YOUR ASSIGNMENT ->
Quote the data below in full, please, without altering anything.

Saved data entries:
//! 知识图谱可视化数据模型
//!
//! 渲染结果是图的值拷贝，供前端等消费方使用。

use serde::{Deserialize, Serialize};

use crate::config::LayoutAlgorithm;

/// 可视化节点
#[derive(Debug, Clone, PartialEq, Serialize, Deserialize)]
pub struct VisualNode {
    pub id: String,
    pub label: String,
    #[serde(rename = "type")]
    pub node_type: String,
    /// importance * node_size_scale
    pub size: f32,
    pub importance: f32,
    pub x: f64,
    pub y: f64,
}

/// 可视化边
#[derive(Debug, Clone, PartialEq, Serialize, Deserialize)]
pub struct VisualEdge {
    pub source: String,
    pub target: String,
    #[serde(rename = "type")]
    pub edge_type: String,
    pub weight: f32,
    /// weight * edge_width_scale
    pub width: f32,
}

/// 可视化元数据
#[derive(Debug, Clone, PartialEq, Serialize, Deserialize)]
pub struct VisualizationMetadata {
    pub node_count: usize,
    pub edge_count: usize,
    pub layout_algorithm: LayoutAlgorithm,
}

/// 图谱可视化
///
/// 空图渲染为 `{"nodes": [], "edges": []}`，不包含元数据。
#[derive(Debug, Clone, PartialEq, Serialize, Deserialize, Default)]
pub struct Visualization {
    pub nodes: Vec<VisualNode>,
    pub edges: Vec<VisualEdge>,
    #[serde(default, skip_serializing_if = "Option::is_none")]
    pub metadata: Option<VisualizationMetadata>,
}

impl Visualization {
    /// 空图
    pub fn empty() -> Self {
        Self::default()
    }

    pub fn is_empty(&self) -> bool {
        self.nodes.is_empty() && self.edges.is_empty()
    }
}

/// 中心性排名中的实体
#[derive(Debug, Clone, PartialEq, Serialize, Deserialize)]
pub struct CentralEntity {
    pub entity: String,
    #[serde(rename = "type")]
    pub entity_type: String,
    pub importance: f32,
    pub centrality: f64,
}
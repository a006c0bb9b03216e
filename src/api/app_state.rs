use crate::services::{PageAnalyzer, ResearchOrchestrator};
use std::sync::Arc;
use std::time::Duration;

/// Default upper bound for a single research request
pub const DEFAULT_REQUEST_TIMEOUT: Duration = Duration::from_secs(300);

/// Application state shared by all handlers
#[derive(Clone)]
pub struct AppState {
    /// Research run sequencer
    pub orchestrator: Arc<ResearchOrchestrator>,
    /// Single-page analysis
    pub page_analyzer: Arc<PageAnalyzer>,
    /// Search backend names in priority order
    pub backend_names: Arc<Vec<String>>,
    /// Upper bound for one research or page analysis request
    pub request_timeout: Duration,
}

impl std::fmt::Debug for AppState {
    fn fmt(&self, f: &mut std::fmt::Formatter<'_>) -> std::fmt::Result {
        f.debug_struct("AppState")
            .field("orchestrator", &"Arc<ResearchOrchestrator>")
            .field("page_analyzer", &"Arc<PageAnalyzer>")
            .field("backend_names", &self.backend_names)
            .field("request_timeout", &self.request_timeout)
            .finish()
    }
}

impl AppState {
    /// Create new application state
    pub fn new(
        orchestrator: Arc<ResearchOrchestrator>,
        page_analyzer: Arc<PageAnalyzer>,
        backend_names: Vec<String>,
    ) -> Self {
        Self {
            orchestrator,
            page_analyzer,
            backend_names: Arc::new(backend_names),
            request_timeout: DEFAULT_REQUEST_TIMEOUT,
        }
    }

    /// Override the per-request timeout
    pub fn with_request_timeout(mut self, timeout: Duration) -> Self {
        self.request_timeout = timeout;
        self
    }
}
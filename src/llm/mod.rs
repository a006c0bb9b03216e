//! Text completion backends

pub mod gemini;
pub mod ollama;

use async_trait::async_trait;
use std::time::Duration;
use thiserror::Error;

use crate::config::LlmConfig;

pub use gemini::GeminiCompletion;
pub use ollama::OllamaCompletion;

/// Default local Ollama address
pub const DEFAULT_OLLAMA_URL: &str = "http://localhost:11434";

/// Errors raised by a completion call
#[derive(Debug, Error)]
pub enum CompletionError {
    #[error("HTTP error: {0}")]
    Http(#[from] reqwest::Error),

    #[error("unexpected status {status}: {body}")]
    Status { status: u16, body: String },

    #[error("model returned an empty response")]
    EmptyResponse,

    #[error("completion timed out after {0:?}")]
    Timeout(Duration),

    #[error("completion backend not configured: {0}")]
    NotConfigured(String),
}

/// Sampling options passed with every prompt
#[derive(Debug, Clone, Copy, PartialEq)]
pub struct CompletionOptions {
    pub temperature: f32,
    pub max_tokens: u32,
}

impl Default for CompletionOptions {
    fn default() -> Self {
        Self {
            temperature: 0.3,
            max_tokens: 4096,
        }
    }
}

impl From<&LlmConfig> for CompletionOptions {
    fn from(config: &LlmConfig) -> Self {
        Self {
            temperature: config.temperature,
            max_tokens: config.max_tokens,
        }
    }
}

/// Submit a prompt, receive generated text
#[cfg_attr(test, mockall::automock)]
#[async_trait]
pub trait TextCompletion: Send + Sync {
    /// Backend tag used in logs
    fn name(&self) -> &str;

    /// Generate text. Blank output is reported as `EmptyResponse`.
    async fn complete(
        &self,
        prompt: &str,
        options: CompletionOptions,
    ) -> Result<String, CompletionError>;
}

/// Builds the configured completion backend
pub fn create_completion(config: &LlmConfig) -> Result<Box<dyn TextCompletion>, CompletionError> {
    let timeout = Duration::from_secs(config.timeout_secs);
    match config.backend.as_str() {
        "ollama" => {
            let base_url = if config.base_url.contains("googleapis.com") {
                DEFAULT_OLLAMA_URL
            } else {
                config.base_url.as_str()
            };
            Ok(Box::new(OllamaCompletion::new(
                base_url,
                &config.model,
                timeout,
            )?))
        }
        "gemini" => {
            let api_key = config
                .api_key
                .as_deref()
                .filter(|k| !k.trim().is_empty())
                .ok_or_else(|| CompletionError::NotConfigured("gemini API key missing".into()))?;
            Ok(Box::new(GeminiCompletion::new(
                &config.base_url,
                &config.model,
                api_key,
                timeout,
            )?))
        }
        other => Err(CompletionError::NotConfigured(format!(
            "unknown completion backend: {other}"
        ))),
    }
}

FINISHED EXERCISE ->
//! 知识图谱可视化数据模型
//!
//! 渲染结果是图的值拷贝，供前端等消费方使用。

use serde::{Deserialize, Serialize};

use crate::config::LayoutAlgorithm;

/// 可视化节点
#[derive(Debug, Clone, PartialEq, Serialize, Deserialize)]
pub struct VisualNode {
    pub id: String,
    pub label: String,
    #[serde(rename = "type")]
    pub node_type: String,
    /// importance * node_size_scale
    pub size: f32,
    pub importance: f32,
    pub x: f64,
    pub y: f64,
}

/// 可视化边
#[derive(Debug, Clone, PartialEq, Serialize, Deserialize)]
pub struct VisualEdge {
    pub source: String,
    pub target: String,
    #[serde(rename = "type")]
    pub edge_type: String,
    pub weight: f32,
    /// weight * edge_width_scale
    pub width: f32,
}

/// 可视化元数据
#[derive(Debug, Clone, PartialEq, Serialize, Deserialize)]
pub struct VisualizationMetadata {
    pub node_count: usize,
    pub edge_count: usize,
    pub layout_algorithm: LayoutAlgorithm,
}

/// 图谱可视化
///
/// 空图渲染为 `{"nodes": [], "edges": []}`，不包含元数据。
#[derive(Debug, Clone, PartialEq, Serialize, Deserialize, Default)]
pub struct Visualization {
    pub nodes: Vec<VisualNode>,
    pub edges: Vec<VisualEdge>,
    #[serde(default, skip_serializing_if = "Option::is_none")]
    pub metadata: Option<VisualizationMetadata>,
}

impl Visualization {
    /// 空图
    pub fn empty() -> Self {
        Self::default()
    }

    pub fn is_empty(&self) -> bool {
        self.nodes.is_empty() && self.edges.is_empty()
    }
}

/// 中心性排名中的实体
#[derive(Debug, Clone, PartialEq, Serialize, Deserialize)]
pub struct CentralEntity {
    pub entity: String,
    #[serde(rename = "type")]
    pub entity_type: String,
    pub importance: f32,
    pub centrality: f64,
}
repository a006c0bb9b03216e
filename src/api/app_state.rs
use crate::services::{PageAnalyzer, ResearchOrchestrator};
use std::sync::Arc;
use std::time::Duration;

/// Default upper bound for a single research request
pub const DEFAULT_REQUEST_TIMEOUT: Duration = Duration::from_secs(300);

/// Application state shared by all handlers
#[derive(Clone)]
pub struct AppState {
    /// Research run sequencer
    pub orchestrator: Arc<ResearchOrchestrator>,
    /// Single-page analysis
    pub page_analyzer: Arc<PageAnalyzer>,
    /// Search backend names in priority order
    pub backend_names: Arc<Vec<String>>,
    /// Upper bound for one research or page analysis request
    pub request_timeout: Duration,
}

impl std::fmt::Debug for AppState {
    fn fmt(&self, f: &mut std::fmt::Formatter<'_>) -> std::fmt::Result {
        f.debug_struct("AppState")
            .field("orchestrator", &"Arc<ResearchOrchestrator>")
            .field("page_analyzer", &"Arc<PageAnalyzer>")
            .field("backend_names", &self.backend_names)
            .field("request_timeout", &self.request_timeout)
            .finish()
    }
}

impl AppState {
    /// Create new application state
    pub fn new(
        orchestrator: Arc<ResearchOrchestrator>,
        page_analyzer: Arc<PageAnalyzer>,
        backend_names: Vec<String>,
    ) -> Self {
        Self {
            orchestrator,
            page_analyzer,
            backend_names: Arc::new(backend_names),
            request_timeout: DEFAULT_REQUEST_TIMEOUT,
        }
    }

    /// Override the per-request timeout
    pub fn with_request_timeout(mut self, timeout: Duration) -> Self {
        self.request_timeout = timeout;
        self
    }
}
filename src/llm/mod.rs
repository a006c0bb9b03216e
//! Text completion backends

pub mod gemini;
pub mod ollama;

use async_trait::async_trait;
use std::time::Duration;
use thiserror::Error;

use crate::config::LlmConfig;

pub use gemini::GeminiCompletion;
pub use ollama::OllamaCompletion;

/// Default local Ollama address
pub const DEFAULT_OLLAMA_URL: &str = "http://localhost:11434";

/// Errors raised by a completion call
#[derive(Debug, Error)]
pub enum CompletionError {
    #[error("HTTP error: {0}")]
    Http(#[from] reqwest::Error),

    #[error("unexpected status {status}: {body}")]
    Status { status: u16, body: String },

    #[error("model returned an empty response")]
    EmptyResponse,

    #[error("completion timed out after {0:?}")]
    Timeout(Duration),

    #[error("completion backend not configured: {0}")]
    NotConfigured(String),
}

/// Sampling options passed with every prompt
#[derive(Debug, Clone, Copy, PartialEq)]
pub struct CompletionOptions {
    pub temperature: f32,
    pub max_tokens: u32,
}

impl Default for CompletionOptions {
    fn default() -> Self {
        Self {
            temperature: 0.3,
            max_tokens: 4096,
        }
    }
}

impl From<&LlmConfig> for CompletionOptions {
    fn from(config: &LlmConfig) -> Self {
        Self {
            temperature: config.temperature,
            max_tokens: config.max_tokens,
        }
    }
}

/// Submit a prompt, receive generated text
#[cfg_attr(test, mockall::automock)]
#[async_trait]
pub trait TextCompletion: Send + Sync {
    /// Backend tag used in logs
    fn name(&self) -> &str;

    /// Generate text. Blank output is reported as `EmptyResponse`.
    async fn complete(
        &self,
        prompt: &str,
        options: CompletionOptions,
    ) -> Result<String, CompletionError>;
}

/// Builds the configured completion backend
pub fn create_completion(config: &LlmConfig) -> Result<Box<dyn TextCompletion>, CompletionError> {
    let timeout = Duration::from_secs(config.timeout_secs);
    match config.backend.as_str() {
        "ollama" => {
            let base_url = if config.base_url.contains("googleapis.com") {
                DEFAULT_OLLAMA_URL
            } else {
                config.base_url.as_str()
            };
            Ok(Box::new(OllamaCompletion::new(
                base_url,
                &config.model,
                timeout,
            )?))
        }
        "gemini" => {
            let api_key = config
                .api_key
                .as_deref()
                .filter(|k| !k.trim().is_empty())
                .ok_or_else(|| CompletionError::NotConfigured("gemini API key missing".into()))?;
            Ok(Box::new(GeminiCompletion::new(
                &config.base_url,
                &config.model,
                api_key,
                timeout,
            )?))
        }
        other => Err(CompletionError::NotConfigured(format!(
            "unknown completion backend: {other}"
        ))),
    }
}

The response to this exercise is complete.